João Távora wrote:

> Given a NDA forbids me from giving you more details  let me give you
> an analogy with postal services: I assume you know of postal services
> where you can get a delivery receipt. you can get a receipt that the
> recipient was notified, if the postman gets shot along the way, the
> postal service will send more postman. If they run out of postmen I
> get a receipt stating the delivery was impossible.

Yes, that's because the postal service implements a delivery receipt that is
passed to the next layer up.

> In many situations, like the state wanting you to appear in court to
> testify, all it needs is one such little receipt of notification. If
> you fail to appear in court, that's your problem.

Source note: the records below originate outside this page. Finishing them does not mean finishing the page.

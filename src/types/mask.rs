//! Edge-subset bitmasks.

use std::fmt;

use serde::{Deserialize, Serialize};

/// Maximum number of edge slots a [`TreeMask`] can address.
pub const MAX_EDGE_SLOTS: usize = 128;

/// Subset of edge slots, bit `i` set iff slot `i` is a member.
///
/// Ordering is numeric, which makes the smallest orbit element well defined.
#[derive(
    Debug, Clone, Copy, Default, PartialEq, Eq, PartialOrd, Ord, Hash, Serialize, Deserialize,
)]
pub struct TreeMask(u128);

impl TreeMask {
    /// The empty subset.
    pub const EMPTY: TreeMask = TreeMask(0);

    /// Wrap a raw bit pattern.
    pub const fn new(bits: u128) -> Self {
        Self(bits)
    }

    /// Mask with only `slot` set. `slot` must be below [`MAX_EDGE_SLOTS`].
    pub fn singleton(slot: usize) -> Self {
        debug_assert!(slot < MAX_EDGE_SLOTS);
        Self(1u128 << slot)
    }

    /// Mask with slots `0..len` set.
    pub fn full(len: usize) -> Self {
        if len >= MAX_EDGE_SLOTS {
            Self(u128::MAX)
        } else {
            Self((1u128 << len) - 1)
        }
    }

    /// Raw bit pattern.
    pub const fn bits(self) -> u128 {
        self.0
    }

    /// Number of set slots.
    pub fn len(self) -> usize {
        self.0.count_ones() as usize
    }

    /// Whether no slot is set.
    pub fn is_empty(self) -> bool {
        self.0 == 0
    }

    /// Number of significant bits (0 for the empty mask).
    pub fn bit_width(self) -> usize {
        (u128::BITS - self.0.leading_zeros()) as usize
    }

    /// Whether `slot` is set.
    pub fn contains(self, slot: usize) -> bool {
        slot < MAX_EDGE_SLOTS && self.0 & (1u128 << slot) != 0
    }

    /// Set `slot`.
    pub fn insert(&mut self, slot: usize) {
        self.0 |= Self::singleton(slot).0;
    }

    /// Iterate over set slots, lowest first.
    pub fn slots(self) -> Slots {
        Slots(self.0)
    }
}

impl fmt::Display for TreeMask {
    fn fmt(&self, f: &mut fmt::Formatter<'_>) -> fmt::Result {
        write!(f, "{:#b}", self.0)
    }
}

impl From<u128> for TreeMask {
    fn from(bits: u128) -> Self {
        Self(bits)
    }
}

impl FromIterator<usize> for TreeMask {
    fn from_iter<I: IntoIterator<Item = usize>>(iter: I) -> Self {
        let mut mask = Self::EMPTY;
        for slot in iter {
            mask.insert(slot);
        }
        mask
    }
}

/// Iterator over the set slots of a mask.
///
/// Extracts the lowest set bit and clears it on every step, so a full pass
/// costs one iteration per member rather than one per slot.
#[derive(Debug, Clone)]
pub struct Slots(u128);

impl Iterator for Slots {
    type Item = usize;

    #[inline]
    fn next(&mut self) -> Option<usize> {
        if self.0 == 0 {
            return None;
        }
        let slot = self.0.trailing_zeros() as usize;
        self.0 &= self.0 - 1;
        Some(slot)
    }

    fn size_hint(&self) -> (usize, Option<usize>) {
        let n = self.0.count_ones() as usize;
        (n, Some(n))
    }
}

impl ExactSizeIterator for Slots {}
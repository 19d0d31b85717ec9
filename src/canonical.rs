//! Canonical serialization for deterministic hashing.
//!
//! ## Determinism Guarantees
//!
//! - Stable field order: struct fields serialize in declaration order
//! - Stable Vec order: vectors serialize in index order
//! - No HashMap in hashed data: sort first, as [`class_fingerprint`] does

use serde::Serialize;
use xxhash_rust::xxh64::xxh64;

use crate::types::TreeMask;

/// Serialize a value to canonical JSON bytes for hashing.
pub fn to_canonical_bytes<T: Serialize>(value: &T) -> Result<Vec<u8>, serde_json::Error> {
    serde_json::to_vec(value)
}

/// Compute canonical hash of a serializable value.
pub fn canonical_hash<T: Serialize>(value: &T) -> Result<u64, serde_json::Error> {
    let bytes = to_canonical_bytes(value)?;
    Ok(xxh64(&bytes, 0))
}

/// Compute canonical hash and return as hex string.
pub fn canonical_hash_hex<T: Serialize>(value: &T) -> Result<String, serde_json::Error> {
    Ok(format!("{:016x}", canonical_hash(value)?))
}

/// Fingerprint of a set of canonical representatives, independent of the
/// order they were found in.
pub fn class_fingerprint(representatives: &[TreeMask]) -> Result<String, serde_json::Error> {
    let mut sorted = representatives.to_vec();
    sorted.sort_unstable();
    canonical_hash_hex(&sorted)
}
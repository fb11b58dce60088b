//! The four built-in command handlers, and the registry that wires them up.

use crate::Context;
use requirements::{CommandKind, CommandRegistry, PlayFilesEntry, Requirement};

fn play_request_for(item: &catalog::PlayableItem) -> player::PlayRequest {
    player::PlayRequest {
        filename: item.filename.clone(),
        duration: item.duration,
        is_webstream: item.item_type == catalog::ItemType::Webstream,
        cache: item.cache,
    }
}

fn no_op(_ctx: &Context, _deadline: i64, _requirement: &Requirement) {}

/// Logs `message` at error level and aborts the process (spec §7:
/// `LegalIdExhausted` is a fatal, operator-level invariant, not a
/// recoverable `NotFound`). Tests substitute a panic for the real exit so
/// the fatal path is observable without killing the test binary.
#[cfg_attr(test, allow(clippy::panic))]
fn fatal(message: &str) -> ! {
    tracing::error!("{message}");
    #[cfg(not(test))]
    std::process::exit(1);
    #[cfg(test)]
    panic!("fatal: {message}");
}

fn play_files(ctx: &Context, _deadline: i64, requirement: &Requirement) {
    for entry in &requirement.payload {
        let request = match entry {
            PlayFilesEntry::CatalogId(id) => {
                let item = match ctx.store.fetch_item_by_id(*id) {
                    Ok(Some(item)) => item,
                    Ok(None) => {
                        tracing::warn!(id, "PLAY_FILES: catalog item not found");
                        continue;
                    }
                    Err(err) => {
                        tracing::error!(%err, "PLAY_FILES: catalog lookup failed");
                        continue;
                    }
                };
                // At-least-once: counted before playback starts (spec §9).
                if let Err(err) = ctx.store.increment_playcount(*id) {
                    tracing::error!(%err, "PLAY_FILES: failed to increment playcount");
                }
                play_request_for(&item)
            }
            PlayFilesEntry::Raw(raw) => player::PlayRequest {
                filename: raw.filename.clone(),
                duration: raw.duration,
                is_webstream: false,
                cache: None,
            },
        };
        if let Err(err) = ctx.player.play(&request) {
            tracing::error!(%err, "PLAY_FILES: failed to play item");
        }
    }
}

fn legal_id(ctx: &Context, _deadline: i64, _requirement: &Requirement) {
    tracing::info!("playing legal id");
    let mut playlist = match ctx.fetch_legalid_playlist() {
        Ok(playlist) => playlist,
        Err(err) => {
            tracing::error!(%err, "LEGAL_ID: failed to fetch legalid playlist");
            return;
        }
    };
    loop {
        let popped = playlist.pop_with_timelimit(ctx.config.legalid_max_length, &ctx.store);
        let item = match popped {
            Ok(Some(item)) => item,
            Ok(None) => {
                fatal("LEGAL_ID: legalid playlist exhausted, no id played this cycle");
            }
            Err(err) => {
                tracing::error!(%err, "LEGAL_ID: catalog lookup failed");
                return;
            }
        };
        if let Some(id) = item.id {
            if let Err(err) = ctx.store.increment_playcount(id) {
                tracing::error!(%err, "LEGAL_ID: failed to increment playcount");
            }
        }
        match ctx.player.play(&play_request_for(&item)) {
            Ok(()) => return,
            Err(err) => tracing::warn!(%err, "LEGAL_ID: item failed to play, trying next"),
        }
    }
}

fn set_mainshow(ctx: &Context, _deadline: i64, requirement: &Requirement) {
    if let Err(err) = ctx.set_mainshow(requirement.target_name.as_deref()) {
        tracing::error!(%err, "SET_MAINSHOW: failed to select mainshow");
    }
}

/// Builds the registry wired with all four built-in commands.
#[must_use]
pub fn default_registry() -> CommandRegistry<Context> {
    let mut registry = CommandRegistry::new();
    registry.register(CommandKind::NoOp, no_op);
    registry.register(CommandKind::PlayFiles, play_files);
    registry.register(CommandKind::LegalId, legal_id);
    registry.register(CommandKind::SetMainshow, set_mainshow);
    registry
}

#[cfg(test)]
mod tests {
    use super::default_registry;
    use crate::{Context, LoopConfig};
    use catalog::{ItemType, PlayableItem, Store};
    use player::{PlayerSession, SessionConfig};
    use requirements::{
        CommandKind, EngineConfig, PlayFilesEntry, Requirement, RequirementEngine, Schedule,
        TimeSpecification,
    };

    fn fast_exit_player() -> PlayerSession {
        PlayerSession::new(SessionConfig {
            player_path: "true".into(),
            ..SessionConfig::default()
        })
    }

    fn test_context(store: Store) -> Context {
        let engine = RequirementEngine::new(EngineConfig::default(), Schedule::default(), 0);
        Context::new(
            store,
            fast_exit_player(),
            engine,
            default_registry(),
            LoopConfig::default(),
        )
        .expect("valid registry and initial mainshow selection")
    }

    fn req(kind: CommandKind) -> Requirement {
        Requirement {
            kind,
            payload: Vec::new(),
            target_name: None,
            when: TimeSpecification::default(),
            reboot: false,
            internal_time_advance: 1,
        }
    }

    #[test]
    fn default_registry_passes_check_validity() {
        assert!(default_registry().check_validity().is_ok());
    }

    #[test]
    fn play_files_increments_playcount_before_play() {
        let store = Store::open_in_memory().expect("in-memory store");
        let id = store
            .insert_item(&PlayableItem::new("track.mp3", ItemType::Local))
            .expect("insert");
        let ctx = test_context(store);

        let mut requirement = req(CommandKind::PlayFiles);
        requirement.payload = vec![PlayFilesEntry::CatalogId(id)];
        ctx.registry.dispatch(&ctx, 0, &requirement);

        let item = ctx
            .store
            .fetch_item_by_id(id)
            .expect("lookup")
            .expect("item exists");
        assert_eq!(item.playcount, 1);
    }

    #[test]
    fn play_files_raw_entry_does_not_touch_the_catalog() {
        let store = Store::open_in_memory().expect("in-memory store");
        let ctx = test_context(store);

        let mut requirement = req(CommandKind::PlayFiles);
        requirement.payload = vec![PlayFilesEntry::Raw(requirements::RawPlayableItem {
            filename: "transient.mp3".into(),
            duration: 30,
            description: "one-off upload".into(),
        })];
        // Must not panic despite there being no such catalog row.
        ctx.registry.dispatch(&ctx, 0, &requirement);
    }

    #[test]
    fn legal_id_retries_past_an_unfit_item() {
        let store = Store::open_in_memory().expect("in-memory store");
        let legalid_playlist_id = store.create_playlist("legalid", 1).expect("create playlist");
        let mut too_long = PlayableItem::new("long.mp3", ItemType::Local);
        too_long.duration = 600;
        let long_id = store.insert_item(&too_long).expect("insert");
        let mut short = PlayableItem::new("short.mp3", ItemType::Local);
        short.duration = 10;
        let short_id = store.insert_item(&short).expect("insert");
        store
            .update_playlist_items(legalid_playlist_id, &[long_id, short_id])
            .expect("set items");

        let ctx = test_context(store);
        ctx.registry.dispatch(&ctx, 0, &req(CommandKind::LegalId));

        let short_item = ctx
            .store
            .fetch_item_by_id(short_id)
            .expect("lookup")
            .expect("item exists");
        assert_eq!(short_item.playcount, 1);
        let long_item = ctx
            .store
            .fetch_item_by_id(long_id)
            .expect("lookup")
            .expect("item exists");
        assert_eq!(long_item.playcount, 0);
    }

    #[test]
    #[should_panic(expected = "LEGAL_ID: legalid playlist exhausted")]
    fn legal_id_on_empty_playlist_is_fatal() {
        let store = Store::open_in_memory().expect("in-memory store");
        store.create_playlist("legalid", 1).expect("create playlist");
        let ctx = test_context(store);
        ctx.registry.dispatch(&ctx, 0, &req(CommandKind::LegalId));
    }

    #[test]
    fn set_mainshow_falls_back_when_target_not_found() {
        let store = Store::open_in_memory().expect("in-memory store");
        store.create_playlist("fallback", 1).expect("create playlist");
        let ctx = test_context(store);

        let mut requirement = req(CommandKind::SetMainshow);
        requirement.target_name = Some("does-not-exist".into());
        ctx.registry.dispatch(&ctx, 0, &requirement);
        assert_eq!(ctx.mainshow_size(), 0);
    }
}
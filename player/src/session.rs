//! [`PlayerSession`]: supervises a single media-subprocess child.

use crate::{Error, Phase, PlayRequest, PlayerState};
use std::fs::File;
use std::io::{BufRead, BufReader, Write};
use std::os::unix::io::FromRawFd;
use std::os::unix::process::CommandExt;
use std::path::PathBuf;
use std::process::{Child, Command, Stdio};
use std::sync::mpsc;
use std::sync::Mutex;
use std::time::{Duration, Instant};

/// Configuration for how a [`PlayerSession`] spawns its subprocess.
#[derive(Debug, Clone)]
pub struct SessionConfig {
    /// Path to the media-player binary (spec §6 `mplayer`).
    pub player_path: String,
    /// Seconds of silence from the property poll before the subprocess is
    /// considered dead and killed (spec §6 `mplayertimeout`).
    pub timeout: Duration,
    /// Where subprocess stderr is redirected (spec §6 `mplayer_errorlog`).
    pub errorlog_path: PathBuf,
}
impl Default for SessionConfig {
    fn default() -> Self {
        Self {
            player_path: "mplayer".into(),
            timeout: Duration::from_secs(6),
            errorlog_path: PathBuf::from("/dev/null"),
        }
    }
}

struct RunningProcess {
    child: Child,
    commands: File,
    answers: mpsc::Receiver<String>,
    last_alive: Instant,
}

/// Drives one external media-player subprocess over its slave control pipe.
///
/// Two locks guard disjoint state, mirroring the source design: `process`
/// guards anything that talks to the child, `state` guards the
/// publicly-observable [`PlayerState`] snapshot. [`PlayerSession::play`]
/// releases `process` between each 250ms liveness poll so that `pause`,
/// `stop`, and the others can still reach the child while a track plays.
pub struct PlayerSession {
    config: SessionConfig,
    process: Mutex<Option<RunningProcess>>,
    state: Mutex<PlayerState>,
}
impl PlayerSession {
    /// Constructs a session with no subprocess running yet.
    #[must_use]
    pub fn new(config: SessionConfig) -> Self {
        Self {
            config,
            process: Mutex::new(None),
            state: Mutex::new(PlayerState::default()),
        }
    }

    /// Returns a snapshot of the current player state.
    #[must_use]
    pub fn state(&self) -> PlayerState {
        self.state_guard().clone()
    }

    fn state_guard(&self) -> std::sync::MutexGuard<'_, PlayerState> {
        self.state
            .lock()
            .unwrap_or_else(std::sync::PoisonError::into_inner)
    }

    fn process_guard(&self) -> std::sync::MutexGuard<'_, Option<RunningProcess>> {
        self.process
            .lock()
            .unwrap_or_else(std::sync::PoisonError::into_inner)
    }

    /// Spawns the subprocess for `request` and blocks until it dies, either
    /// from track completion, an explicit [`PlayerSession::stop`], or a
    /// liveness timeout. Mirrors spec §4.4: the calling thread is dedicated
    /// to this session for the full duration of playback.
    ///
    /// # Errors
    /// Returns [`Error::SpawnFailed`] or [`Error::PipeFailed`] if the
    /// subprocess or its pipes cannot be created.
    pub fn play(&self, request: &PlayRequest) -> Result<(), Error> {
        {
            let mut state = self.state_guard();
            state.phase = Phase::Spawning;
            state.now_playing = Some(request.filename.clone());
            state.paused = false;
            state.time_pos = 0.0;
            state.length = 0.0;
        }

        let running = self.spawn(request)?;
        *self.process_guard() = Some(running);
        self.state_guard().phase = Phase::Running;

        loop {
            {
                let mut guard = self.process_guard();
                let Some(running) = guard.as_mut() else {
                    break;
                };
                if let Ok(Some(_status)) = running.child.try_wait() {
                    break;
                }
            }
            std::thread::sleep(Duration::from_millis(250));

            self.poll_property("pause");
            self.poll_property("time_pos");
            self.poll_property("length");
            self.poll_property("metadata");

            let mut guard = self.process_guard();
            let Some(running) = guard.as_mut() else {
                break;
            };
            if let Ok(Some(_status)) = running.child.try_wait() {
                break;
            }
            if running.last_alive.elapsed() > self.config.timeout {
                tracing::warn!("subprocess timed out, killing");
                let _ = running.child.kill();
                break;
            }
        }

        self.kill_and_reap();
        let mut state = self.state_guard();
        *state = PlayerState::default();
        Ok(())
    }

    /// Toggles pause state, if a subprocess is running.
    pub fn pause(&self) {
        let running = self.process_guard();
        let Some(running) = running.as_ref() else {
            return;
        };
        let mut commands = &running.commands;
        let _ = writeln!(commands, "pause");
        let _ = commands.flush();
        let mut state = self.state_guard();
        state.paused = !state.paused;
    }

    /// Unpauses, if currently paused and a subprocess is running.
    pub fn unpause(&self) {
        let already_paused = self.state_guard().paused;
        if already_paused {
            self.pause();
        }
    }

    /// Kills the subprocess immediately, if one is running.
    pub fn stop(&self) {
        let running = self.process_guard();
        if let Some(running) = running.as_ref() {
            let pid = i32::try_from(running.child.id()).unwrap_or(i32::MAX);
            // SAFETY: killing our own supervised child's process group.
            unsafe {
                libc::kill(-pid, libc::SIGKILL);
            }
        }
    }

    /// Sets playback speed, if a subprocess is running.
    pub fn set_speed(&self, speed: f64) {
        self.send_property_set("speed", speed);
    }

    /// Seeks to an absolute time position in seconds, if a subprocess is running.
    pub fn seek(&self, time_pos: f64) {
        self.send_property_set("time_pos", time_pos);
    }

    fn send_property_set(&self, property: &str, value: f64) {
        let running = self.process_guard();
        let Some(running) = running.as_ref() else {
            return;
        };
        let mut commands = &running.commands;
        let _ = writeln!(commands, "pausing_keep_force set_property {property} {value}");
        let _ = commands.flush();
    }

    fn poll_property(&self, property: &str) {
        let expected_prefix = format!("ANS_{property}=");
        let mut process = self.process_guard();
        let Some(running) = process.as_mut() else {
            return;
        };
        let mut commands = &running.commands;
        if writeln!(commands, "pausing_keep_force get_property {property}").is_err() {
            return;
        }
        let _ = commands.flush();

        let Ok(line) = running.answers.recv_timeout(Duration::from_millis(250)) else {
            return;
        };
        let Some(value) = line.strip_prefix(&expected_prefix) else {
            return;
        };
        running.last_alive = Instant::now();
        drop(process);
        let mut state = self.state_guard();
        match property {
            "pause" => state.paused = value.contains("yes"),
            "time_pos" => state.time_pos = value.trim().parse().unwrap_or(state.time_pos),
            "length" => state.length = value.trim().parse().unwrap_or(state.length),
            "metadata" => state.metadata = value.to_string(),
            _ => {}
        }
    }

    fn kill_and_reap(&self) {
        let mut guard = self.process_guard();
        if let Some(mut running) = guard.take() {
            let _ = running.child.kill();
            let _ = running.child.wait();
        }
    }

    fn spawn(&self, request: &PlayRequest) -> Result<RunningProcess, Error> {
        let mut slave_fds = [0i32; 2];
        // SAFETY: `slave_fds` is a valid, correctly-sized out-param.
        if unsafe { libc::pipe(slave_fds.as_mut_ptr()) } != 0 {
            return Err(Error::PipeFailed(std::io::Error::last_os_error()));
        }
        let [slave_read_fd, slave_write_fd] = slave_fds;
        // The write end is ours alone; mark it close-on-exec so it isn't
        // inherited into the child's fd table (std already does this for
        // every fd it opens itself, so `slave_read_fd` is the only one we
        // need to manage by hand).
        // SAFETY: `slave_write_fd` was just created above and is open.
        unsafe {
            let flags = libc::fcntl(slave_write_fd, libc::F_GETFD);
            libc::fcntl(slave_write_fd, libc::F_SETFD, flags | libc::FD_CLOEXEC);
        }

        let errorlog = std::fs::OpenOptions::new()
            .append(true)
            .create(true)
            .open(&self.config.errorlog_path)
            .map_err(Error::SpawnFailed)?;

        let mut command = Command::new(&self.config.player_path);
        command
            .arg("-quiet")
            .arg("-msglevel")
            .arg("all=0:global=4")
            .arg("-slave");
        if request.is_webstream {
            command
                .arg("-endpos")
                .arg(request.duration.to_string())
                .arg("-cache")
                .arg(request.cache.unwrap_or(0).to_string());
        }
        command
            .arg("-input")
            .arg(format!("file=/dev/fd/{slave_read_fd}"))
            .arg(&request.filename)
            .stdin(Stdio::null())
            .stdout(Stdio::piped())
            .stderr(errorlog);

        // SAFETY: runs between fork and exec in the child only. It detaches
        // from our process group and arranges for the child to die with us;
        // it must not touch std's own internal exec-status pipe, which is
        // why fd hygiene here is limited to the one extra fd we opened by
        // hand (`slave_write_fd`, marked close-on-exec above) rather than a
        // blanket close loop.
        unsafe {
            command.pre_exec(move || {
                #[cfg(target_os = "linux")]
                libc::prctl(libc::PR_SET_PDEATHSIG, libc::SIGTERM);
                libc::setpgid(0, 0);
                Ok(())
            });
        }

        let mut child = command.spawn().map_err(Error::SpawnFailed)?;
        // SAFETY: closing our copy of the fd the child now owns its own copy of.
        unsafe {
            libc::close(slave_read_fd);
        }

        let stdout = child.stdout.take().expect("stdout was piped");
        let (answers_tx, answers_rx) = mpsc::channel();
        std::thread::spawn(move || {
            let mut reader = BufReader::new(stdout);
            let mut line = String::new();
            loop {
                line.clear();
                match reader.read_line(&mut line) {
                    Ok(0) | Err(_) => break,
                    Ok(_) => {
                        if answers_tx.send(line.trim_end().to_string()).is_err() {
                            break;
                        }
                    }
                }
            }
        });

        // SAFETY: `slave_write_fd` is a just-created, still-valid, uniquely-owned fd.
        let commands = unsafe { File::from_raw_fd(slave_write_fd) };

        Ok(RunningProcess {
            child,
            commands,
            answers: answers_rx,
            last_alive: Instant::now(),
        })
    }
}

#[cfg(test)]
mod tests {
    use super::*;

    #[test]
    fn state_starts_idle() {
        let session = PlayerSession::new(SessionConfig::default());
        let state = session.state();
        assert_eq!(state.phase, Phase::Idle);
        assert!(state.now_playing.is_none());
    }

    #[test]
    fn play_with_missing_binary_returns_spawn_failed() {
        let session = PlayerSession::new(SessionConfig {
            player_path: "/nonexistent/definitely-not-a-binary".into(),
            ..SessionConfig::default()
        });
        let err = session
            .play(&PlayRequest::local("track.mp3"))
            .expect_err("missing binary fails to spawn");
        assert!(matches!(err, Error::SpawnFailed(_)));
    }

    #[test]
    fn unresponsive_subprocess_is_killed_after_the_liveness_timeout() {
        // `yes` runs forever, echoing its (ignored, mplayer-shaped) flags to
        // stdout, and never answers a `get_property` on the slave pipe --
        // standing in for a hung player. The liveness poll should declare
        // it dead and kill the whole process group well within a few
        // polling intervals.
        let session = PlayerSession::new(SessionConfig {
            player_path: "yes".into(),
            timeout: Duration::from_millis(300),
            ..SessionConfig::default()
        });
        let started = Instant::now();
        session
            .play(&PlayRequest::local("hung.mp3"))
            .expect("yes spawns fine");
        assert!(started.elapsed() < Duration::from_secs(5));
        assert_eq!(session.state().phase, Phase::Idle);
    }
}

> It's completely OK and encouraged for applications to rely on services
> provided to them by inferior layers.

Yes, provided those services are in fact provided by the inferior layers.

> When writing a TCP application I
> don't need to look inside the TCP layer for acnowledgement
> information, I just get an errno set in my next "write()" call which
> will say "connection reset, broke or anything".

You may get an errno set in the your next write call. You may not. This is
explicitly not guaranteed. A success in your next write call again just
means your data was queued and no errors were yet detected.

> And, my little Schwartz-friend. don't bother with more pedantic
> metaphysical considerations about my "misunderstandings" and
> "nonsenses". I'm sorry about the original quote from wikipedia if
> that's what pissed you off.

I'm not pissed off. I'm simply trying to correct a misunderstanding you have
(or had) about TCP ACKs. A TCP ACK does not tell higher-level protocols that
data was received by the application on the other end. TCP ACKS are a
TCP-to-TCP thing. TCP does not assume that an ACK means application
delivery. SSL does not assume a TCP ACK means this because it doesn't. So
there is no way to forge TCP ACKs and create a problem for SSL.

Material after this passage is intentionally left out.